INSTRUCTIONS TO FOLLOW:
Using the entries that follow, establish how many lines contain the word "types" and give only that figure.

RECORD EXCERPTS:
//! Shared data models for the ShutterCut backend.
//!
//! This crate provides Serde-serializable types for:
//! - Overlay specifications (text, image, video)
//! - Render jobs and their lifecycle states
//! - Encoding configuration

pub mod encoding;
pub mod job;
pub mod overlay;

// Re-export common types
pub use encoding::EncodingConfig;
pub use job::{Job, JobId, JobStatus};
pub use overlay::{Overlay, OverlayError, OverlayKind};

RESULT OF THIS TASK:
2